Gene Variant More Common in Internet Addicts

Effect seems to be driven by females not males

TUESDAY, Sept. 4 (HealthDay News) -- A variant of a gene implicated in anxiety and addiction (nicotinic acetylcholine receptor subunit alpha 4 [CHRNA4]) is more frequent in people addicted to the Internet, particularly females, according to a study published in the September issue of the Journal of Addiction Medicine.
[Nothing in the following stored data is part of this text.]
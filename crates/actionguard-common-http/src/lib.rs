// Copyright (c) 2025 Geoffrey Huntley <ghuntley@ghuntley.com>. All rights reserved.
// SPDX-License-Identifier: Proprietary

//! Shared HTTP utilities for ActionGuard.
//!
//! This crate provides:
//! - A pre-configured HTTP client with consistent User-Agent header
//! - Retry logic with exponential backoff for transient failures

mod client;
mod retry;

pub use client::{builder, user_agent};
pub use retry::{retry, RetryConfig, RetryableError};
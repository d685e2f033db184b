// Copyright (c) 2025 Geoffrey Huntley <ghuntley@ghuntley.com>. All rights reserved.
// SPDX-License-Identifier: Proprietary

//! Partial configuration produced by each source.

use serde::Deserialize;

use crate::sections::{
	DatabaseConfigLayer, GeminiConfigLayer, GithubConfigLayer, LoggingConfigLayer,
	PipelineConfigLayer,
};

/// One source's view of the configuration. Absent sections and fields defer
/// to lower-precedence sources.
#[derive(Debug, Clone, Default, Deserialize)]
pub struct ServerConfigLayer {
	#[serde(default)]
	pub database: Option<DatabaseConfigLayer>,
	#[serde(default)]
	pub github: Option<GithubConfigLayer>,
	#[serde(default)]
	pub gemini: Option<GeminiConfigLayer>,
	#[serde(default)]
	pub pipeline: Option<PipelineConfigLayer>,
	#[serde(default)]
	pub logging: Option<LoggingConfigLayer>,
}

fn merge_section<T>(base: &mut Option<T>, other: Option<T>, merge: impl FnOnce(&mut T, T)) {
	match (base.as_mut(), other) {
		(Some(existing), Some(other)) => merge(existing, other),
		(None, Some(other)) => *base = Some(other),
		(_, None) => {}
	}
}

impl ServerConfigLayer {
	pub fn merge(&mut self, other: ServerConfigLayer) {
		merge_section(&mut self.database, other.database, DatabaseConfigLayer::merge);
		merge_section(&mut self.github, other.github, GithubConfigLayer::merge);
		merge_section(&mut self.gemini, other.gemini, GeminiConfigLayer::merge);
		merge_section(&mut self.pipeline, other.pipeline, PipelineConfigLayer::merge);
		merge_section(&mut self.logging, other.logging, LoggingConfigLayer::merge);
	}
}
Christian Montag, Ph.D., from the University of Bonn in Germany, and colleagues surveyed 843 individuals about their Internet dependency using the Internet Addiction Test. The 132 individuals with problematic Internet usage (80 males and 52 females) were age- and sex-matched with 132 control individuals. The participants provided DNA samples and were genotyped for the rs1044396 polymorphism of the CHRNA4 gene.
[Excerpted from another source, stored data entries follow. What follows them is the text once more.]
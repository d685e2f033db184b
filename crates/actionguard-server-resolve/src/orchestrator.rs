// Copyright (c) 2025 Geoffrey Huntley <ghuntley@ghuntley.com>. All rights reserved.
// SPDX-License-Identifier: Proprietary

//! Single-crash resolution pipeline.
//!
//! locate → fetch → extract → reconcile. Every stage that cannot produce a
//! result ends the run with a reason that is stored against the crash; only
//! persistence failures surface as errors.

use std::fmt;
use std::sync::Arc;

use actionguard_crash_core::{
	ActionExtraction, ComponentErrorId, ComponentId, CrashId, CrashLocation, CrashReport,
	CrashResolution, SourceHost, SourceHostError, StackResolver, StackResolverConfig, UNKNOWN,
};
use actionguard_server_crash::{ReconcileOutcome, Reconciler};
use serde::{Deserialize, Serialize};
use tracing::{debug, info, instrument, warn};

use crate::error::{ResolveError, Result};
use crate::extractor::{ExtractionContext, ExtractorChain};
use crate::fetcher::{FetchStrategy, FetchedSource, FetcherConfig, SourceFetcher};

pub const STACK_TRACE_PARSING_FAILED: &str = "stack trace parsing failed";
pub const SOURCE_FETCH_FAILED: &str = "source fetch failed";
/// Length of the error message prefix used as a search query.
pub const MESSAGE_SEARCH_CHARS: usize = 50;

/// Fixed crash site for a known synthetic test crash.
#[derive(Debug, Clone, PartialEq, Eq, Serialize, Deserialize)]
pub struct SyntheticMarker {
	/// Substring of the error message that identifies the test crash.
	pub marker: String,
	pub file_path: String,
	pub line: u32,
	pub column: u32,
	pub function_name: String,
}

impl Default for SyntheticMarker {
	fn default() -> Self {
		Self {
			marker: "Sentry Test".to_string(),
			file_path: "lib/main.dart".to_string(),
			line: 95,
			column: 7,
			function_name: "_incrementCounter".to_string(),
		}
	}
}

impl SyntheticMarker {
	pub fn matches(&self, error_message: &str) -> bool {
		!self.marker.is_empty() && error_message.contains(&self.marker)
	}

	fn location(&self) -> CrashLocation {
		CrashLocation {
			file_path: self.file_path.clone(),
			line: self.line,
			column: self.column,
			function_name: self.function_name.clone(),
			raw_line: format!(
				"{} in {} at line {}:{}",
				self.file_path, self.function_name, self.line, self.column
			),
		}
	}
}

#[derive(Debug, Clone, PartialEq, Eq, Serialize, Deserialize)]
pub struct PipelineConfig {
	pub stack: StackResolverConfig,
	pub fetcher: FetcherConfig,
	/// Search the repository for the error message when the trace has no frame.
	pub message_search: bool,
	/// `None` disables the synthetic fallback.
	pub synthetic_marker: Option<SyntheticMarker>,
}

impl Default for PipelineConfig {
	fn default() -> Self {
		Self {
			stack: StackResolverConfig::default(),
			fetcher: FetcherConfig::default(),
			message_search: true,
			synthetic_marker: Some(SyntheticMarker::default()),
		}
	}
}

/// Where the crash location came from.
#[derive(Debug, Clone, Copy, PartialEq, Eq, Hash, Serialize, Deserialize)]
#[serde(rename_all = "snake_case")]
pub enum LocationSource {
	StackTrace,
	MessageSearch,
	SyntheticMarker,
}

impl fmt::Display for LocationSource {
	fn fmt(&self, f: &mut fmt::Formatter<'_>) -> fmt::Result {
		match self {
			LocationSource::StackTrace => write!(f, "stack_trace"),
			LocationSource::MessageSearch => write!(f, "message_search"),
			LocationSource::SyntheticMarker => write!(f, "synthetic_marker"),
		}
	}
}

#[derive(Debug, Clone, PartialEq, Eq, Serialize, Deserialize)]
#[serde(tag = "state", rename_all = "snake_case")]
pub enum CrashLink {
	Linked {
		component_id: ComponentId,
		action_id: String,
		error_id: ComponentErrorId,
		created_component: bool,
	},
	Unlinked {
		reason: String,
	},
}

/// Result of running the pipeline for one crash.
#[derive(Debug, Clone, PartialEq, Eq, Serialize, Deserialize)]
pub struct CrashOutcome {
	pub crash_id: CrashId,
	pub link: CrashLink,
	pub location: Option<CrashLocation>,
	pub location_source: Option<LocationSource>,
	pub fetch_strategy: Option<FetchStrategy>,
	/// Repository path the code was read from. Differs from the location's
	/// file when a search found it.
	pub source_path: Option<String>,
	pub extraction: Option<ActionExtraction>,
}

impl CrashOutcome {
	fn unlinked(crash_id: CrashId, reason: impl Into<String>) -> Self {
		Self {
			crash_id,
			link: CrashLink::Unlinked {
				reason: reason.into(),
			},
			location: None,
			location_source: None,
			fetch_strategy: None,
			source_path: None,
			extraction: None,
		}
	}

	pub fn is_linked(&self) -> bool {
		matches!(self.link, CrashLink::Linked { .. })
	}

	pub fn component_id(&self) -> Option<ComponentId> {
		match &self.link {
			CrashLink::Linked { component_id, .. } => Some(*component_id),
			CrashLink::Unlinked { .. } => None,
		}
	}

	/// Reason for a non-success terminal state.
	pub fn reason(&self) -> Option<&str> {
		match &self.link {
			CrashLink::Linked { .. } => None,
			CrashLink::Unlinked { reason } => Some(reason),
		}
	}
}

pub struct Orchestrator {
	resolver: StackResolver,
	fetcher: SourceFetcher,
	extractor: ExtractorChain,
	reconciler: Arc<Reconciler>,
	config: PipelineConfig,
}

impl Orchestrator {
	pub fn new(
		host: Arc<dyn SourceHost>,
		extractor: ExtractorChain,
		reconciler: Arc<Reconciler>,
		config: PipelineConfig,
	) -> Result<Self> {
		let resolver = StackResolver::new(config.stack.clone())?;
		let fetcher = SourceFetcher::new(host, config.fetcher.clone());
		Ok(Self {
			resolver,
			fetcher,
			extractor,
			reconciler,
			config,
		})
	}

	pub fn reconciler(&self) -> &Arc<Reconciler> {
		&self.reconciler
	}

	/// Load a stored crash and run the pipeline for it.
	pub async fn process_crash_id(&self, id: CrashId) -> Result<CrashOutcome> {
		let stored = self
			.reconciler
			.repository()
			.get_crash(id)
			.await?
			.ok_or(ResolveError::CrashNotFound(id))?;
		self.process(&stored.report).await
	}

	/// Run the pipeline for one crash. The crash must already be stored.
	#[instrument(skip(self, crash), fields(crash_id = %crash.id, project_id = %crash.project_id))]
	pub async fn process(&self, crash: &CrashReport) -> Result<CrashOutcome> {
		let Some((location, location_source)) = self.locate(crash).await else {
			info!("{STACK_TRACE_PARSING_FAILED}");
			return self
				.finish_unlinked(CrashOutcome::unlinked(crash.id, STACK_TRACE_PARSING_FAILED))
				.await;
		};
		debug!(
			file = %location.file_path,
			line = location.line,
			function = %location.function_name,
			source = %location_source,
			"crash located"
		);

		let mut outcome = CrashOutcome::unlinked(crash.id, SOURCE_FETCH_FAILED);
		outcome.location = Some(location.clone());
		outcome.location_source = Some(location_source);

		let source = match self.fetch(&location, location_source).await {
			Ok(Some(source)) => source,
			Ok(None) => {
				info!(file = %location.file_path, "{SOURCE_FETCH_FAILED}");
				return self.finish_unlinked(outcome).await;
			}
			Err(e) => {
				warn!(file = %location.file_path, error = %e, "{SOURCE_FETCH_FAILED}");
				outcome.link = CrashLink::Unlinked {
					reason: format!("{SOURCE_FETCH_FAILED}: {e}"),
				};
				return self.finish_unlinked(outcome).await;
			}
		};
		outcome.fetch_strategy = Some(source.strategy);
		outcome.source_path = Some(source.window.file_path.clone());

		let extraction = self
			.extractor
			.extract(ExtractionContext {
				location: &location,
				source: &source.window,
			})
			.await;

		let reconciled = self
			.reconciler
			.reconcile(crash, Some(&location), &extraction)
			.await?;
		outcome.extraction = Some(extraction);
		outcome.link = match reconciled {
			ReconcileOutcome::Linked(applied) => CrashLink::Linked {
				component_id: applied.component.id,
				action_id: applied.component.identifier,
				error_id: applied.error_id,
				created_component: applied.created_component,
			},
			ReconcileOutcome::Unlinked { reason } => CrashLink::Unlinked { reason },
		};
		Ok(outcome)
	}

	async fn locate(&self, crash: &CrashReport) -> Option<(CrashLocation, LocationSource)> {
		if let Some(trace) = crash.stack_trace.as_deref() {
			if let Some(location) = self.resolver.resolve(trace) {
				let frames: Vec<String> = self
					.resolver
					.resolve_all(trace)
					.iter()
					.map(|f| format!("{}:{} {}", f.file_path, f.line, f.function_name))
					.collect();
				debug!(?frames, "user frames in trace");
				return Some((location, LocationSource::StackTrace));
			}
		}

		if self.config.message_search {
			let query: String = crash
				.error_message
				.trim()
				.chars()
				.take(MESSAGE_SEARCH_CHARS)
				.collect();
			let query = query.trim();
			if !query.is_empty() {
				if let Some(hit) = self.fetcher.search_text(query).await.into_iter().next() {
					debug!(query, hit = %hit, "located crash by message search");
					return Some((
						CrashLocation {
							file_path: hit,
							line: 0,
							column: 0,
							function_name: UNKNOWN.to_string(),
							raw_line: query.to_string(),
						},
						LocationSource::MessageSearch,
					));
				}
			}
		}

		self.config
			.synthetic_marker
			.as_ref()
			.filter(|marker| marker.matches(&crash.error_message))
			.map(|marker| (marker.location(), LocationSource::SyntheticMarker))
	}

	async fn fetch(
		&self,
		location: &CrashLocation,
		location_source: LocationSource,
	) -> std::result::Result<Option<FetchedSource>, SourceHostError> {
		let target_line = Some(location.line).filter(|l| *l > 0);
		match location_source {
			LocationSource::MessageSearch => {
				self.fetcher
					.fetch_exact(&location.file_path, None, FetchStrategy::TextSearch)
					.await
			}
			LocationSource::StackTrace | LocationSource::SyntheticMarker => {
				self.fetcher
					.fetch(&location.file_path, target_line, location.known_function())
					.await
			}
		}
	}

	async fn finish_unlinked(&self, outcome: CrashOutcome) -> Result<CrashOutcome> {
		let reason = outcome.reason().unwrap_or(SOURCE_FETCH_FAILED);
		let resolution = CrashResolution::unlinked(reason)
			.with_location(outcome.location.clone())
			.with_extraction(outcome.extraction.clone());
		self.reconciler
			.repository()
			.record_resolution(outcome.crash_id, &resolution)
			.await?;
		Ok(outcome)
	}
}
The researchers found that the Internet-addicted group was significantly more likely to have the T-variant (CC genotype) of the rs1044396 polymorphism on CHRNA4. This effect seemed to be driven by females and not males.

"Combined with the findings from other studies, the present data point in the direction that rs1044396 exerts pleiotropic effects on a vast range of behaviors, including cognition, emotion, and addiction," Montag and colleagues conclude.